Wanting to use data is not a valid reason to allow for using data which is not suitable to use. If you send out 120 surveys and get 90 back, you can't make assumptions about what those 30 would have said and you just have to present the data you have.
Eh, it’s tricker than just “go with what you’ve got.”
For example, you should be checking whether the response rate is associated with other factors and incorporate that into your analysis. You might find that you have pretty good data from unhappy students, but not satisfied ones, or vice versa.
I mean it is extremely common to mislead (often unintentionally and with the best motives) and use the performance of collecting data to give credence to that. The alternative is to be up front about your methodology, which means not making assumptions at multiple stages in the process, and not shading the conclusions by 'looking for other factors' or other things. When you do multiple rounds of 'fixing' data you are just injecting assumptions about the true distribution, which violates the entire point of collecting data at all. If you 'know' what the answer should look like, just write that down that assumption and skip the extra steps, OR ensure the methodology will allow the data to prove you wrong, or allow the data to show a lack of a conclusion (including by lack of data).
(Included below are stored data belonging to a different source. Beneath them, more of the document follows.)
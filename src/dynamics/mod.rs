//! Rigid bodies and the discrete dynamics world simulating them.

pub use self::activation::ActivationState;
pub use self::constraint::{
    ConstraintHandle, ConstraintSetting, Point2PointConstraint, TypedConstraint,
};
pub use self::debug_draw::{DebugDrawModes, DebugRenderBackend};
pub use self::dispatcher::{needs_collision, needs_response, BruteForceDispatcher, CollisionDispatcher};
pub use self::error::WorldError;
pub use self::integration_parameters::IntegrationParameters;
pub use self::island_manager::SimulationIslandManager;
pub use self::manifold_set::{ManifoldHandle, ManifoldSet};
pub use self::motion_state::{DefaultMotionState, MotionState};
pub use self::rigid_body::{CollisionFlags, RigidBody, RigidBodyConstructionInfo, MAX_ANGVEL};
pub use self::rigid_body_set::{RigidBodyHandle, RigidBodySet};
pub use self::solver::{ConstraintSolver, SequentialImpulseConstraintSolver};
pub use self::world::DiscreteDynamicsWorld;

mod activation;
pub mod constraint;
mod debug_draw;
mod dispatcher;
mod error;
mod integration_parameters;
mod island_manager;
mod manifold_set;
mod motion_state;
mod rigid_body;
mod rigid_body_set;
pub mod solver;
mod world;
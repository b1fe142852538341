//! Definition of the triangle shape.

use crate::math::{Point, Real, Vector};
use crate::shape::{Shape, ShapeType, SupportMap};

/// A triangle shape.
#[cfg_attr(feature = "serde-serialize", derive(Serialize, Deserialize))]
#[repr(C)]
#[derive(PartialEq, Debug, Copy, Clone)]
pub struct Triangle {
    /// The triangle first point.
    pub a: Point<Real>,
    /// The triangle second point.
    pub b: Point<Real>,
    /// The triangle third point.
    pub c: Point<Real>,
}

impl Triangle {
    /// Creates a triangle from three points.
    #[inline]
    pub fn new(a: Point<Real>, b: Point<Real>, c: Point<Real>) -> Triangle {
        Triangle { a, b, c }
    }

    /// The normal of this triangle assuming it is oriented ccw.
    ///
    /// The normal points such that it is collinear to `AB × AC` (where `×` denotes the cross
    /// product). Returns `None` for a degenerate triangle.
    #[inline]
    pub fn normal(&self) -> Option<na::Unit<Vector<Real>>> {
        na::Unit::try_new(self.scaled_normal(), Real::EPSILON)
    }

    /// A vector normal of this triangle, with a magnitude equal to twice its area.
    #[inline]
    pub fn scaled_normal(&self) -> Vector<Real> {
        let ab = self.b - self.a;
        let ac = self.c - self.a;
        ab.cross(&ac)
    }
}

impl SupportMap for Triangle {
    #[inline]
    fn local_support_point_without_margin(&self, dir: &Vector<Real>) -> Point<Real> {
        let d1 = self.a.coords.dot(dir);
        let d2 = self.b.coords.dot(dir);
        let d3 = self.c.coords.dot(dir);

        if d1 > d2 {
            if d1 > d3 {
                self.a
            } else {
                self.c
            }
        } else if d2 > d3 {
            self.b
        } else {
            self.c
        }
    }
}

impl Shape for Triangle {
    fn shape_type(&self) -> ShapeType {
        ShapeType::Triangle
    }

    fn as_support_map(&self) -> &dyn SupportMap {
        self
    }

    // Triangles are only meant to be static geometry.
    fn compute_local_inertia(&self, _mass: Real) -> Vector<Real> {
        Vector::zeros()
    }
}

#[cfg(test)]
mod test {
    use super::Triangle;
    use crate::math::{Point, Vector};
    use crate::shape::SupportMap;

    #[test]
    fn support_picks_extreme_vertex() {
        let tri = Triangle::new(
            Point::new(0.0, 0.0, 0.0),
            Point::new(1.0, 0.0, 0.0),
            Point::new(0.0, 1.0, 0.0),
        );
        assert_eq!(tri.local_support_point(&Vector::x()), tri.b);
        assert_eq!(tri.local_support_point(&Vector::y()), tri.c);
        assert_eq!(tri.local_support_point(&-Vector::x()), tri.c);
        assert_relative_eq!(tri.normal().unwrap().into_inner(), Vector::z());
    }
}
//! Frame-persistent contact caches and the narrow phase feeding them.

pub use self::convex_convex::update_contact_manifold_convex_convex;
pub use self::manifold_point::{ContactUserHandle, ManifoldPoint};
pub use self::manifold_result::{ContactMaterial, ManifoldResult};
pub use self::persistent_manifold::{
    ContactDestroyedCallback, PersistentManifold, DEFAULT_CONTACT_BREAKING_THRESHOLD,
    MANIFOLD_CACHE_SIZE,
};

mod convex_convex;
mod manifold_point;
mod manifold_result;
mod persistent_manifold;
use carom3d::dynamics::{
    DebugDrawModes, DebugRenderBackend, DiscreteDynamicsWorld, RigidBody,
    RigidBodyConstructionInfo,
};
use carom3d::math::{Isometry, Point, Real, Vector};
use carom3d::shape::SharedShape;

#[derive(Default)]
struct Recorder {
    mode: DebugDrawModes,
    lines: usize,
    contacts: usize,
    texts: Vec<String>,
}

impl DebugRenderBackend for Recorder {
    fn draw_line(&mut self, _: &Point<Real>, _: &Point<Real>, _: &Vector<Real>) {
        self.lines += 1;
    }

    fn draw_contact_point(
        &mut self,
        _: &Point<Real>,
        normal_on_b: &Vector<Real>,
        distance: Real,
        _: u32,
        _: &Vector<Real>,
    ) {
        assert_relative_eq!(normal_on_b.y.abs(), 1.0, epsilon = 1.0e-3);
        assert!(distance <= 0.02);
        self.contacts += 1;
    }

    fn draw_3d_text(&mut self, _: &Point<Real>, text: &str) {
        self.texts.push(text.to_string());
    }

    fn report_error_warning(&mut self, warning: &str) {
        panic!("unexpected warning: {warning}");
    }

    fn debug_mode(&self) -> DebugDrawModes {
        self.mode
    }
}

fn resting_ball_world() -> DiscreteDynamicsWorld {
    let mut world = DiscreteDynamicsWorld::default();
    let _ = world.add_rigid_body(RigidBody::new(
        RigidBodyConstructionInfo::from_shape(0.0, SharedShape::cuboid(50.0, 0.5, 50.0))
            .with_transform(Isometry::translation(0.0, -0.5, 0.0)),
    ));
    let _ = world.add_rigid_body(RigidBody::new(
        RigidBodyConstructionInfo::from_shape(1.0, SharedShape::ball(0.5))
            .with_transform(Isometry::translation(0.0, 0.5, 0.0)),
    ));
    let _ = world.step_simulation(1.0 / 60.0, 1, 1.0 / 60.0);
    world
}

#[test]
fn debug_mode_selects_what_is_drawn() {
    let world = resting_ball_world();

    let mut nothing = Recorder::default();
    world.debug_draw_world(&mut nothing);
    assert_eq!(nothing.lines, 0);
    assert_eq!(nothing.contacts, 0);
    assert!(nothing.texts.is_empty());

    let mut everything = Recorder {
        mode: DebugDrawModes::DRAW_WIREFRAME
            | DebugDrawModes::DRAW_AABB
            | DebugDrawModes::DRAW_CONTACT_POINTS
            | DebugDrawModes::DRAW_TEXT,
        ..Recorder::default()
    };
    world.debug_draw_world(&mut everything);

    // Three frame axes and twelve box edges per body.
    assert_eq!(everything.lines, 2 * (3 + 12));
    assert!(everything.contacts >= 1);
    assert_eq!(everything.texts, vec!["Active".to_string(); 2]);
}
I realize I'm taking a very harsh stance here, but I've seen again and again people 'fixing' data in multiple rounds, the effect of which is any actual insight is removed in favor of reinforcing the assumptions held before collecting data. When you do this at multiple steps in the process it becomes very hard to have a good intuition about whether you've done things that invalidate the conclusion (or the ability to draw any conclusion at all).